The most popular usage changes were standardizing the genitive form of names ending in -s (Jones’>Jones’s), which>that, towards>toward, moving only, and increasing parallelism. These changes were not only numerically the most popular, but they were edited at fairly high rates—up to 80 percent. That is, if towards appeared ten times, it was changed to toward eight times. The interesting thing about most of these is that they’re relatively recent inventions of usage writers. I’ve already written about which hunting on this blog, and I recently wrote about towards for Visual Thesaurus.

In both cases, the rule was invented not to halt language change, but to reduce variation. For example, in unedited writing, English speakers use towards and toward with roughly equal frequency; in edited writing, toward outnumbers towards 10 to 1. With editors enforcing the rule in writing, the rule quickly becomes circular—you should use toward because it’s the norm in Standard (American) English. Garner used a similarly circular defense of the that/which rule in this New York Times Room for Debate piece with Robert Lane Greene:

But my basic point stands: In American English from circa 1930 on, “that” has been overwhelmingly restrictive and “which” overwhelmingly nonrestrictive. Strunk, White and other guidebook writers have good reasons for their recommendation to keep them distinct — and the actual practice of edited American English bears this out.

He’s certainly correct in saying that since 1930 or so, editors have been changing restrictive which to that. But this isn’t evidence that there’s a good reason for the recommendation; it’s only evidence that editors believe there’s a good reason.

What is interesting is that usage writers frequently invoke Standard English in defense of the rules, saying that you should change towards to toward or which to that because the proscribed forms aren’t acceptable in Standard English. But if Standard English is the formal, nonregional language of educated speakers and writers, then how can we say that towards or restrictive which are nonstandard? What I realized is this: part of the problem with defining Standard English is that we’re talking about two similar but distinct things—the usage of educated speakers, and the edited usage of those speakers. But because of the very nature of copy editing, we conflate the two. Editing is supposed to be invisible, so we don’t know whether what we’re seeing is the author’s or the editor’s.

Arguments about proper usage become confused because the two sides are talking past each other using the same term. Usage writers, editors, and others see linguists as the enemies of Standard (Edited) English because they see them tearing down the rules that define it, setting it apart from educated but unedited usage, like that/which and toward/towards. Linguists, on the other hand, see these invented rules as being unnecessarily imposed on people who already use Standard English, and they question the motives of those who create and enforce the rules. In essence, Standard English arises from the usage of educated speakers and writers, while Standard Edited English adds many more regulative rules from the prescriptive tradition.

My findings have some serious implications for the use of corpora to study usage. Corpus linguistics has done much to clarify questions of what’s standard, but the results can still be misleading. With corpora, we can separate many usage myths and superstitions from actual edited usage, but we can’t separate edited usage from simple educated usage. We look at corpora of edited writing and think that we’re researching Standard English, but we’re unwittingly researching Standard Edited English.

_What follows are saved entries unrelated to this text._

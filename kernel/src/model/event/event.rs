use crate::model::id::{EventId, UserId};
use chrono::{DateTime, Utc};

pub struct CreateEvent {
    pub name: String,
    pub description: String,
    pub venue: String,
    pub start_date: DateTime<Utc>,
}

#[derive(Debug)]
pub struct UpdateEvent {
    pub event_id: EventId,
    pub name: Option<String>,
    pub description: Option<String>,
    pub venue: Option<String>,
    pub start_date: Option<DateTime<Utc>>,
    pub requested_user: UserId,
}

#[derive(Debug)]
pub struct DeleteEvent {
    pub event_id: EventId,
    pub requested_user: UserId,
}

#[derive(Debug)]
pub struct EventListOptions {
    pub limit: i64,
    pub offset: i64,
}
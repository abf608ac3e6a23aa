use crate::model::id::UserId;
use crate::model::user::{
    event::{CreateUser, UpdateUserPassword, UpdateUserRole},
    User,
};
use async_trait::async_trait;
use shared::error::AppResult;

#[async_trait]
pub trait UserRepository: Send + Sync {
    // ユーザーを attendee ロールで登録する
    async fn create(&self, event: CreateUser) -> AppResult<User>;
    async fn find_current_user(&self, current_user_id: UserId) -> AppResult<Option<User>>;
    async fn find_all(&self) -> AppResult<Vec<User>>;
    async fn update_password(&self, event: UpdateUserPassword) -> AppResult<()>;
    async fn update_role(&self, event: UpdateUserRole) -> AppResult<()>;
}
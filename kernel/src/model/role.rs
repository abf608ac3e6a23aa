use strum::{AsRefStr, EnumIter, EnumString};

#[derive(Debug, Clone, Copy, PartialEq, Eq, Hash, EnumString, AsRefStr, EnumIter)]
#[strum(serialize_all = "lowercase")]
pub enum Role {
    // イベントを作成し、自分のイベントの登録状況を閲覧できる
    Staff,
    // イベントを閲覧し、参加登録できる
    Attendee,
}

impl Default for Role {
    fn default() -> Self {
        Self::Attendee
    }
}

#[cfg(test)]
mod tests {
    use super::*;
    use std::str::FromStr;

    #[test]
    fn role_maps_to_lowercase_name() {
        assert_eq!(Role::Staff.as_ref(), "staff");
        assert_eq!(Role::Attendee.as_ref(), "attendee");
        assert_eq!(Role::from_str("staff").unwrap(), Role::Staff);
        assert_eq!(Role::from_str("attendee").unwrap(), Role::Attendee);
        assert!(Role::from_str("admin").is_err());
    }
}
use axum::extract::State;
use axum::Json;
use registry::AppRegistry;
use shared::error::{AppError, AppResult};

use crate::extractor::AuthorizedUser;
use crate::model::dashboard::EventRegistrationsResponse;

// スタッフダッシュボード。
// 呼び出したスタッフが主催するイベントの参加登録をイベント単位にまとめて返す
pub async fn event_registrations(
    user: AuthorizedUser,
    State(registry): State<AppRegistry>,
) -> AppResult<Json<EventRegistrationsResponse>> {
    // staff ロールのみ許可する。それ以外のロールはすべて拒否
    if !user.is_staff() {
        return Err(AppError::ForbiddenOperation);
    }

    registry
        .registration_repository()
        .find_grouped_by_event_owner(user.id())
        .await
        .map(EventRegistrationsResponse::from)
        .map(Json)
}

None of this is to say that all editing is pointless, or that all usage rules are unnecessary inventions, or that there’s no such thing as error because educated speakers don’t make mistakes. But I think it’s important to differentiate between true mistakes and forms that have simply been proscribed by grammarians and editors. I don’t believe that towards and restrictive which can rightly be called errors, and I think it’s even a stretch to call them stylistically bad. I’m open to the possibility that it’s okay or even desirable to engineer some language changes, but I’m unconvinced that either of the rules proscribing these is necessary, especially when the arguments for them are so circular. At the very least, rules like this serve to signal to readers that they are reading Standard Edited English. They are a mark of attention to detail, even if the details in question are irrelevant. The fact that someone paid attention to them is perhaps what is most important.

And now, if you haven’t had enough, you can go ahead and read the whole thesis here.

By

The Data Is In, pt. 2

In the last post, I said that the debate over whether data is singular or plural is ultimately a question of how we know whether a word is singular or plural, or, more accurately, whether it is count or mass. To determine whether data is a count or a mass noun, we’ll need to answer a few questions. First—and this one may seem so obvious as to not need stating—does it have both singular and plural forms? Second, does it occur with cardinal numbers? Third, what kinds of grammatical agreement does it trigger?

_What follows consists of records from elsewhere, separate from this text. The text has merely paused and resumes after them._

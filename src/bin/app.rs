use adapter::{database::connect_database_with, redis::RedisClient};
use anyhow::{Context, Result};
use axum::Router;
use registry::AppRegistry;
use shared::config::AppConfig;
use shared::env::{which, Environment};
use std::{
    net::{Ipv4Addr, SocketAddr},
    sync::Arc,
};
use tokio::net::TcpListener;
use tower_http::trace::{DefaultMakeSpan, DefaultOnRequest, DefaultOnResponse, TraceLayer};
use tower_http::LatencyUnit;
use tracing::Level;
use tracing_subscriber::layer::SubscriberExt;
use tracing_subscriber::util::SubscriberInitExt;
use tracing_subscriber::EnvFilter;

#[tokio::main]
async fn main() -> Result<()> {
    init_logger()?;
    bootstrap().await
}

fn init_logger() -> Result<()> {
    let log_level = match which() {
        Environment::Development => "debug",
        Environment::Production => "info",
    };

    let env_filter = EnvFilter::try_from_default_env().unwrap_or_else(|_| log_level.into());

    let subscriber = tracing_subscriber::fmt::layer()
        .with_file(true)
        .with_line_number(true)
        .with_target(false);

    tracing_subscriber::registry()
        .with(subscriber)
        .with(env_filter)
        .try_init()?;

    Ok(())
}

async fn bootstrap() -> Result<()> {
    let app_config = AppConfig::new()?;
    let pool = connect_database_with(&app_config.database);
    let kv = Arc::new(RedisClient::new(&app_config.redis)?);

    let registry = AppRegistry::new(pool, kv, app_config);

    let app = Router::new()
        .merge(api::route::v1::routes())
        .layer(
            TraceLayer::new_for_http()
                .make_span_with(DefaultMakeSpan::new().level(Level::INFO))
                .on_request(DefaultOnRequest::new().level(Level::INFO))
                .on_response(
                    DefaultOnResponse::new()
                        .level(Level::INFO)
                        .latency_unit(LatencyUnit::Millis),
                ),
        )
        .with_state(registry);

    let addr = SocketAddr::new(Ipv4Addr::LOCALHOST.into(), 8080);
    let listener = TcpListener::bind(addr).await?;
    tracing::info!("Listening on {}", addr);
    axum::serve(listener, app)
        .await
        .context("Unexpected error happened in server")
        .inspect_err(|e| {
            tracing::error!(
                error.cause_chain = ?e, error.message = %e, "Unexpected error"
            )
        })
}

Most attempts to settle the debate point to the etymology of the word, but this is an unreliable guide. Some words begin life as plurals but become reanalyzed as singulars or vice versa. For example, truce, bodice, and to some extent dice and pence were originally plural forms that have been made into singulars. As some of the posts I linked to last time pointed out, agenda was also a Latin plural, much like data, but it’s almost universally treated as a singular now, along with insignia, opera, and many others. On the flip side, cherries and peas were originally singular forms that were reanalyzed as plurals, giving rise to the new singular forms cherry and pea.

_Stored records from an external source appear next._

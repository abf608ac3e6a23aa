use chrono::{DateTime, Utc};
use garde::Validate;
use kernel::model::{
    id::{EventId, RegistrationId, UserId},
    registration::{Registration, RegistrationEvent, RegistrationStatus},
};
use serde::{Deserialize, Serialize};

#[derive(Debug, Serialize, Deserialize, PartialEq, Eq)]
#[serde(rename_all = "lowercase")]
pub enum RegistrationStatusName {
    Confirmed,
    Cancelled,
}

impl From<RegistrationStatus> for RegistrationStatusName {
    fn from(value: RegistrationStatus) -> Self {
        match value {
            RegistrationStatus::Confirmed => Self::Confirmed,
            RegistrationStatus::Cancelled => Self::Cancelled,
        }
    }
}

#[derive(Debug, Deserialize, Validate)]
#[serde(rename_all = "camelCase")]
pub struct CreateRegistrationRequest {
    // 省略時は 1 枚。0 枚は明示的なバリデーションエラーにする
    #[garde(inner(range(min = 1)))]
    #[serde(default)]
    pub ticket_count: Option<i32>,
}

#[derive(Serialize)]
#[serde(rename_all = "camelCase")]
pub struct RegistrationCreatedResponse {
    pub registration_id: RegistrationId,
}

#[derive(Serialize)]
#[serde(rename_all = "camelCase")]
pub struct RegistrationsResponse {
    pub items: Vec<RegistrationResponse>,
}

impl From<Vec<Registration>> for RegistrationsResponse {
    fn from(value: Vec<Registration>) -> Self {
        Self {
            items: value.into_iter().map(RegistrationResponse::from).collect(),
        }
    }
}

#[derive(Serialize)]
#[serde(rename_all = "camelCase")]
pub struct RegistrationResponse {
    pub registration_id: RegistrationId,
    pub registered_by: UserId,
    pub registered_at: DateTime<Utc>,
    pub status: RegistrationStatusName,
    pub ticket_count: i32,
    pub event: RegistrationEventResponse,
}

impl From<Registration> for RegistrationResponse {
    fn from(value: Registration) -> Self {
        let Registration {
            registration_id,
            registered_by,
            registered_at,
            status,
            ticket_count,
            event,
        } = value;
        Self {
            registration_id,
            registered_by: registered_by.user_id,
            registered_at,
            status: status.into(),
            ticket_count,
            event: event.into(),
        }
    }
}

#[derive(Serialize)]
#[serde(rename_all = "camelCase")]
pub struct RegistrationEventResponse {
    pub event_id: EventId,
    pub name: String,
    pub start_date: DateTime<Utc>,
}

impl From<RegistrationEvent> for RegistrationEventResponse {
    fn from(value: RegistrationEvent) -> Self {
        let RegistrationEvent {
            event_id,
            name,
            start_date,
        } = value;
        Self {
            event_id,
            name,
            start_date,
        }
    }
}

So obviously etymology alone cannot tell us what a word should mean or how it should work today, but then again, any attempt to say what a word ought mean ultimately rests on one logical fallacy or another, because you can’t logically derive an ought from an is. Nevertheless, if you want to determine how a word really works, you need to look at real usage. Present usage matters most, but historical usage can also shed light on such problems.

Unfortunately for the “data is plural” crowd, both present and historical usage are far more complicated than most people realize. The earliest citation in the OED for either data or datum is from 1630, but it’s just a one-word quote, “Data.” The next citation is from 1645 for the plural count noun “datas” (!), followed by the more familiar “data” in 1646. The singular mass noun appeared in 1702, and the singular count noun “datum” didn’t appear until 1737, roughly a century later. Of course, you always have to take such dates with a grain of salt, because any of them could be antedated, but it’s clear that even from the beginning, data‘s grammatical number was in doubt. Some writers used it as a plural, some used it as a singular with the plural form “datas”, and apparently no one used its purported singular form “datum” for another hundred years.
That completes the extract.